# Dairy show: how young is too young for kids?



## Mischief Managed (Jan 24, 2011)

I am planning on attending a show May 25. One doe's kids will be 6.5 weeks old, and the other's will be 2.5 weeks old. This will be my first time showing goats, and I don't know how young is too young for the kids? I'm thinking the older ones will be fine, but is there any point to showing the younger ones?


----------



## nancy d (Oct 5, 2007)

Sure enough so long as they are registered I'd take them.


----------



## caprine crazy (Jun 12, 2012)

You can show the younger ones. If anything it'll be good to show them just to get experience.


----------



## goatgirl132 (Oct 18, 2012)

sure I'd show them just work with them. it's not going to hurt anything.


----------



## TVFarm (Mar 25, 2013)

We show kids every year no matter how young. I make it fun and don't push them. If I have one start to freak I just pick it up leave the ring and have them scratched. It's just to introduce them to a crowd really.


----------



## J.O.Y. Farm (Jan 10, 2012)

We bring our kids if they are still on their dams, we don't show them but we walk them around and such. But if I did have keepers and had them registered already I would  they have a 0-3 month class


----------



## RMADairyGoats (Jun 20, 2011)

I wouldn't bother showing kids that young. The youngest kids it'll show are SR. kids. They don't know how to lead, the don't stand, and the judge really can't evaluate them with all that launching and screaming.

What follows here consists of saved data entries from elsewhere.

use edgekite_agent::app::{App, Config, TeardownSignal};
use std::io;
use std::pin::Pin;
use std::task::{Context, Poll};
use tokio::io::{AsyncRead, AsyncReadExt, BufReader, ReadBuf};
use wiremock::{
    Mock, MockServer, ResponseTemplate,
    matchers::{method, path},
};

const BATCH_PATH: &str = "/api/events/batch";

/// Reader whose every read fails, as a closed stdin pipe would.
struct BrokenPipe;

impl AsyncRead for BrokenPipe {
    fn poll_read(
        self: Pin<&mut Self>,
        _cx: &mut Context<'_>,
        _buf: &mut ReadBuf<'_>,
    ) -> Poll<io::Result<()>> {
        Poll::Ready(Err(io::Error::new(
            io::ErrorKind::BrokenPipe,
            "stdin closed",
        )))
    }
}

async fn collector() -> MockServer {
    let mock_server = MockServer::start().await;
    Mock::given(method("POST"))
        .and(path(BATCH_PATH))
        .respond_with(ResponseTemplate::new(200))
        .mount(&mock_server)
        .await;
    mock_server
}

/// Batches never fill and the timer never fires, so the only POST a run
/// can produce is the teardown one.
fn app_for(server: &MockServer) -> App {
    let batch_url = format!("{}{BATCH_PATH}", server.uri());
    let config = Config::from_args([
        "edgekite-agent",
        "--batch-endpoint",
        batch_url.as_str(),
        "--batch-interval-ms",
        "3600000",
        "--teardown-grace-ms",
        "5000",
    ])
    .unwrap();
    App::from_config(config).unwrap()
}

async fn received_event_types(server: &MockServer) -> Vec<Vec<String>> {
    server
        .received_requests()
        .await
        .unwrap()
        .iter()
        .map(|request| {
            let records: Vec<serde_json::Value> = serde_json::from_slice(&request.body).unwrap();
            records
                .iter()
                .map(|r| r["event"]["type"].as_str().unwrap().to_string())
                .collect()
        })
        .collect()
}

#[tokio::test(flavor = "multi_thread", worker_threads = 2)]
async fn test_end_of_input_flushes_pending_records() {
    let mock_server = collector().await;
    let app = app_for(&mock_server);
    let coordinator = app.tracker().coordinator().clone();

    let input: &[u8] = b"{\"type\":\"a\"}\n{\"type\":\"b\"}\n";
    let summary = app.run(input).await.unwrap();

    assert_eq!(summary.signal, TeardownSignal::EndOfInput);
    assert_eq!(summary.handed_off, 2);
    assert!(summary.drained);
    assert!(coordinator.is_torn_down());
    assert_eq!(coordinator.queue_len(), 0);
    assert_eq!(received_event_types(&mock_server).await, vec![vec!["a", "b"]]);
}

#[tokio::test(flavor = "multi_thread", worker_threads = 2)]
async fn test_page_leave_sends_one_teardown_batch() {
    let mock_server = collector().await;
    let app = app_for(&mock_server);

    let input: &[u8] = b"{\"type\":\"a\"}\n{\"type\":\"page_leave\"}\n{\"type\":\"after\"}\n";
    let summary = app.run(input).await.unwrap();

    // The page_leave already flushed, so the exit teardown has nothing left.
    assert_eq!(summary.signal, TeardownSignal::PageLeave);
    assert_eq!(summary.handed_off, 0);
    assert!(summary.drained);
    assert_eq!(
        received_event_types(&mock_server).await,
        vec![vec!["a", "page_leave"]]
    );
}

#[tokio::test(flavor = "multi_thread", worker_threads = 2)]
async fn test_reader_error_still_flushes_before_returning() {
    let mock_server = collector().await;
    let app = app_for(&mock_server);
    let coordinator = app.tracker().coordinator().clone();

    let lines: &[u8] = b"{\"type\":\"a\"}\n{\"type\":\"b\"}\n";
    let input = BufReader::new(lines.chain(BrokenPipe));
    let result = app.run(input).await;

    assert!(result.is_err());
    assert!(coordinator.is_torn_down());
    assert_eq!(coordinator.queue_len(), 0);
    assert_eq!(received_event_types(&mock_server).await, vec![vec!["a", "b"]]);
}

It also really doesn't mean anything if they do place well. Kids change so much as they grow, sometimes for the better, sometimes for the worst, and more than half the pretty JR. does end up being crap as SR's. There's no point whatsoever in showing kids that young, all it does is stress them out and give people headaches from all that yelling :laugh:


----------



## goatgirl132 (Oct 18, 2012)

I said earlier to go ahead. 
I wanna cgange that 
Show he 6 week old one but maybe keep the 2.5 home. 
Or take the 2.5 so he can get used to crowds


----------



## HoosierShadow (Apr 20, 2010)

I've seen people take week old kids and show them and they were fine. These being boers/percentage boers. Sure they don't walk around the ring well, but as long as you can get them to set up for the judge. Most people just carry the little ones around the ring if they can't walk lol
If you plan on keeping & showing the babies through their lives, IMO it'll get them used to it.


----------